[Data extracted from a collection]
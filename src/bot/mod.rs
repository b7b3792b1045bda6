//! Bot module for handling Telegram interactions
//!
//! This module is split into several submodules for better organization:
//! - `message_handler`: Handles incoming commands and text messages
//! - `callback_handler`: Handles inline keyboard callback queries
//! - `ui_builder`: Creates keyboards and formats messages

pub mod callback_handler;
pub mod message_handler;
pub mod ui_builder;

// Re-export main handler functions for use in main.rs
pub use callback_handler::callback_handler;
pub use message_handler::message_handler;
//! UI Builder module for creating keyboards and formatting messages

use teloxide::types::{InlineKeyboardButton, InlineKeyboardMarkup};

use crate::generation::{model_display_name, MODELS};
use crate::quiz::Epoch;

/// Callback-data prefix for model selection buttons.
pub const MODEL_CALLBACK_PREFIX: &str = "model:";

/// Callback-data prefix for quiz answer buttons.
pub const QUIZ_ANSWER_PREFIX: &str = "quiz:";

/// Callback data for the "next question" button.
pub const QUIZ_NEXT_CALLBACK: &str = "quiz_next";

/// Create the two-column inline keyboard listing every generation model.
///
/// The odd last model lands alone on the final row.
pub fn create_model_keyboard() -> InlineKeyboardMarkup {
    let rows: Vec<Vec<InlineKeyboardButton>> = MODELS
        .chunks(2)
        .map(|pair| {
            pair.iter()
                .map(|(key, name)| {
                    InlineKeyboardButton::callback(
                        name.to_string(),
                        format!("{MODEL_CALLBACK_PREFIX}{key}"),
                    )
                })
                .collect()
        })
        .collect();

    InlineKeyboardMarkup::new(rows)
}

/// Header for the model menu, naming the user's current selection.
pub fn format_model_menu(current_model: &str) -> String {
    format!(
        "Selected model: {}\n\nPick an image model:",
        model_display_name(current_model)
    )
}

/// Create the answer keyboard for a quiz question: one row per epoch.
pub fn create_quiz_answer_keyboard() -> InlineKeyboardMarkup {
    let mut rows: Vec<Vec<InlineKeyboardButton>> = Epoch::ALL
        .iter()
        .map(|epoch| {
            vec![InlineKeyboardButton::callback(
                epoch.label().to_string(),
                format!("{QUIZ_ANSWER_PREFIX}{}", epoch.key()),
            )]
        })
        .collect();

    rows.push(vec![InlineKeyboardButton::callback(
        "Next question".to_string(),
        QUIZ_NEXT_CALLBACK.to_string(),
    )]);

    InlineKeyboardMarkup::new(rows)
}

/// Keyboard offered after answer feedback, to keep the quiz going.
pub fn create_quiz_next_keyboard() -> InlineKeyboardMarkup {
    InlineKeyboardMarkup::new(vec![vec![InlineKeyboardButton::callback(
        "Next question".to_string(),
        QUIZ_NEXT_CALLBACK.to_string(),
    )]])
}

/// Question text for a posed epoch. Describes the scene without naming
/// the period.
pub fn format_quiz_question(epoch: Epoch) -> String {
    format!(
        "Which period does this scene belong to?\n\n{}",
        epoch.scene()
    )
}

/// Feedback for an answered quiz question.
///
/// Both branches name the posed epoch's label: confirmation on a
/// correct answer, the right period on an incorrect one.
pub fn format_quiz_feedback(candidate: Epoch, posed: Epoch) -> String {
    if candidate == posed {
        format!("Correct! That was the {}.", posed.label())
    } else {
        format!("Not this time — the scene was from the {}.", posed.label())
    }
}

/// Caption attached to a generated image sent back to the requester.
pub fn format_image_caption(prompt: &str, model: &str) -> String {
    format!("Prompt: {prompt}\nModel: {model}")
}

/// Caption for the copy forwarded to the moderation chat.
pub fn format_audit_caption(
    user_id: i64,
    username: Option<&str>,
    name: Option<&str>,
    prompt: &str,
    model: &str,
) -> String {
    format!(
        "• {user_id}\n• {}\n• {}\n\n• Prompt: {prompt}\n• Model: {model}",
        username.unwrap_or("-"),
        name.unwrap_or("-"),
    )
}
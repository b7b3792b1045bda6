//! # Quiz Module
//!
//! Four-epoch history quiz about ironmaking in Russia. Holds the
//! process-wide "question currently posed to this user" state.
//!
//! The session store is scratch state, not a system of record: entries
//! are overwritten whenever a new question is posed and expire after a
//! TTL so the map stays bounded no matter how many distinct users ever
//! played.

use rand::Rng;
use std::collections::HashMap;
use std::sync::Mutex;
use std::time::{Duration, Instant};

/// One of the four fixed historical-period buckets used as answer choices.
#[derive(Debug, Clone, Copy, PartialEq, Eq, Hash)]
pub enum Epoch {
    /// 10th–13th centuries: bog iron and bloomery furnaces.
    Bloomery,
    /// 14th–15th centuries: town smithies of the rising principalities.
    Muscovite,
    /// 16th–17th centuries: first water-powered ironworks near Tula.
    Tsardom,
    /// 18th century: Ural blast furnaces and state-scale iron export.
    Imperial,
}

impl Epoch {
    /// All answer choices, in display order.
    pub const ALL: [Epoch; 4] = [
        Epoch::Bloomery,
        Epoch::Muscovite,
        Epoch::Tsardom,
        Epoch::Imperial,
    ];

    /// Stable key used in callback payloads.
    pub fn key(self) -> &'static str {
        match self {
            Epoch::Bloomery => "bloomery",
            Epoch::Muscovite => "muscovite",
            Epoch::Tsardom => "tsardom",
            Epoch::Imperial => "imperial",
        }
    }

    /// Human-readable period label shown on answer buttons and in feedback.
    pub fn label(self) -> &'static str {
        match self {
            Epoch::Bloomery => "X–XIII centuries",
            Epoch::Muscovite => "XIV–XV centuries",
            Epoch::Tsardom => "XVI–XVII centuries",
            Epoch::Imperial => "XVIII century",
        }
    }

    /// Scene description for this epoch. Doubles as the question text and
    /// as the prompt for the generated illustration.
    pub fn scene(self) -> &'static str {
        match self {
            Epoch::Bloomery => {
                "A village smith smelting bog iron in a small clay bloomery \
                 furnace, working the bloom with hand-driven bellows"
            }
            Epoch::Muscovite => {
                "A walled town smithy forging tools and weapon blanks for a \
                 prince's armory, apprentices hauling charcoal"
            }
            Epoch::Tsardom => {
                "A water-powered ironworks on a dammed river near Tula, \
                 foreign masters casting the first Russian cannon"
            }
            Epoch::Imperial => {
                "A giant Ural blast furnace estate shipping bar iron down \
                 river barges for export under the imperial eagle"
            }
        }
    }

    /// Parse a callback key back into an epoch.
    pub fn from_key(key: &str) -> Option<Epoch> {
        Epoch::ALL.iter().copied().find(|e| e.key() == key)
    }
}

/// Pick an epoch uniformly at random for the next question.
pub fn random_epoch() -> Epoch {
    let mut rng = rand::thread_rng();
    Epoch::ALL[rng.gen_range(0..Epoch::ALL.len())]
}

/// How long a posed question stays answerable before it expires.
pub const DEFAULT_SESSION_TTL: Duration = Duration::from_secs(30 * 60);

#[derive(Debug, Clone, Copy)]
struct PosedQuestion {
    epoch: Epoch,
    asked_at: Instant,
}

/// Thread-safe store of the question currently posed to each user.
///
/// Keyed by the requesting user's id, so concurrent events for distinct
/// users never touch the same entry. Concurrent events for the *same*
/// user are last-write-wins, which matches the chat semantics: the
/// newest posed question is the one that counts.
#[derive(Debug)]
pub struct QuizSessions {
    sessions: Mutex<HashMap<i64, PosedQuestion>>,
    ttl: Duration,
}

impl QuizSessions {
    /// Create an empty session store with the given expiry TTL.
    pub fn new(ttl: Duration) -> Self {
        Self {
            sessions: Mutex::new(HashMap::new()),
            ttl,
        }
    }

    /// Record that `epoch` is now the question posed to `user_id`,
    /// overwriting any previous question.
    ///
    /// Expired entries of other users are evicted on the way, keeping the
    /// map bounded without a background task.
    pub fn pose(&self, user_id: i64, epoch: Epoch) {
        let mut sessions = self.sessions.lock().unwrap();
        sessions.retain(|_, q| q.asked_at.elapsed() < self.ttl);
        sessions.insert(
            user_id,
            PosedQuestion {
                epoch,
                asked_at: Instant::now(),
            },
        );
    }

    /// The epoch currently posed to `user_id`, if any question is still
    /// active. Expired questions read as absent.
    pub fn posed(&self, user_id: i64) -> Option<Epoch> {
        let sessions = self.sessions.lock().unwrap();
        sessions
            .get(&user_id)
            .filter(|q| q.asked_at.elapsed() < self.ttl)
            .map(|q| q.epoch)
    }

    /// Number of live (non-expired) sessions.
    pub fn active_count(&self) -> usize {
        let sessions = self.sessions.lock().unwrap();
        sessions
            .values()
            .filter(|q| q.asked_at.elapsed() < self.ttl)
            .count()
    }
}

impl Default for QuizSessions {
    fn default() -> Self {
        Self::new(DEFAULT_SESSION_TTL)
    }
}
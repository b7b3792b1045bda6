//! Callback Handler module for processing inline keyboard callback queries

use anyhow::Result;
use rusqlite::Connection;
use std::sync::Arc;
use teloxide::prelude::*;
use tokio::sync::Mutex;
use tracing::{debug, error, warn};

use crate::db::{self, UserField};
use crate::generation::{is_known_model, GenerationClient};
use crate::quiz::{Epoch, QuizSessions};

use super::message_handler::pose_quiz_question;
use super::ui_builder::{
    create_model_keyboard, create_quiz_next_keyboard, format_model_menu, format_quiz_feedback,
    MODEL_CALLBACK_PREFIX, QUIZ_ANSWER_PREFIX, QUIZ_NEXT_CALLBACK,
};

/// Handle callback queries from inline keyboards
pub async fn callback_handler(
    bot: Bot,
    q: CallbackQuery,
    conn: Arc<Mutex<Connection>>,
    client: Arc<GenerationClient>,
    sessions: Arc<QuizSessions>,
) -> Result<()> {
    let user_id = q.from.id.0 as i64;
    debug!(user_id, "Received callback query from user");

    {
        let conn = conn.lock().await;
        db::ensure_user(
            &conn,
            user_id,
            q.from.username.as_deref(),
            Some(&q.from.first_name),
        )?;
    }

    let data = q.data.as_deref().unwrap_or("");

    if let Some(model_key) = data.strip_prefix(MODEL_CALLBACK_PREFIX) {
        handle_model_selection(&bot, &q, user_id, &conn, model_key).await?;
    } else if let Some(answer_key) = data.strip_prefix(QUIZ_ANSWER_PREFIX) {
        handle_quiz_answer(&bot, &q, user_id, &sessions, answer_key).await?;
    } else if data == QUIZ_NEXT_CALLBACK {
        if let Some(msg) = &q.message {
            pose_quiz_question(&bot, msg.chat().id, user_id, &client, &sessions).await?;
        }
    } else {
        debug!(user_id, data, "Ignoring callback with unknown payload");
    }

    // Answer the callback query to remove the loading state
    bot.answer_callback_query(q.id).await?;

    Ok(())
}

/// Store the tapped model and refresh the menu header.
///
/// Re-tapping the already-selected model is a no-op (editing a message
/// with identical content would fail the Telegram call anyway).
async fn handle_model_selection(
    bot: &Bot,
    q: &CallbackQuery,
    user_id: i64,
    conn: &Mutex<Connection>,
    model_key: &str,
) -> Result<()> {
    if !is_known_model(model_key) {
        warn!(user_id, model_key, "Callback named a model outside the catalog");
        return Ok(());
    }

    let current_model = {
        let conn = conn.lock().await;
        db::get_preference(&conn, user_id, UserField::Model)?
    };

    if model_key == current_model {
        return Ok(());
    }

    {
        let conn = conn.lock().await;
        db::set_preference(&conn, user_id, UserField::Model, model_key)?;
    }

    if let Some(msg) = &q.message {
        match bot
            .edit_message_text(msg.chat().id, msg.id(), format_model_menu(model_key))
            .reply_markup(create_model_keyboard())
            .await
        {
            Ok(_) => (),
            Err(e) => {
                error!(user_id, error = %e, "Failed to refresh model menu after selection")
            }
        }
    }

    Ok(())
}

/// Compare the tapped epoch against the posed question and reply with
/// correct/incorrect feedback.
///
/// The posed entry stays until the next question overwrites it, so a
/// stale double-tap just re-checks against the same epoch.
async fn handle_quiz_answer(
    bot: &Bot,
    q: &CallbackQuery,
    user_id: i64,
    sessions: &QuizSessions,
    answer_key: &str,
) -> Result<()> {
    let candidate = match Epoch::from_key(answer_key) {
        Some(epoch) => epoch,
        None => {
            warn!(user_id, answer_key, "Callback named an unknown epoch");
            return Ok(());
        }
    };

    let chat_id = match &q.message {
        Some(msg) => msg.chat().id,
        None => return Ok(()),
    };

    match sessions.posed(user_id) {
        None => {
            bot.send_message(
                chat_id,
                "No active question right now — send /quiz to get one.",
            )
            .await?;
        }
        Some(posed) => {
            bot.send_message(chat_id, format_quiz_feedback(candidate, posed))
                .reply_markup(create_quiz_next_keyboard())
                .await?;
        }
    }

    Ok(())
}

*Task goal*
Pull every line with "unknown" from the records.

*The completed task*
        debug!(user_id, data, "Ignoring callback with unknown payload");
            warn!(user_id, answer_key, "Callback named an unknown epoch");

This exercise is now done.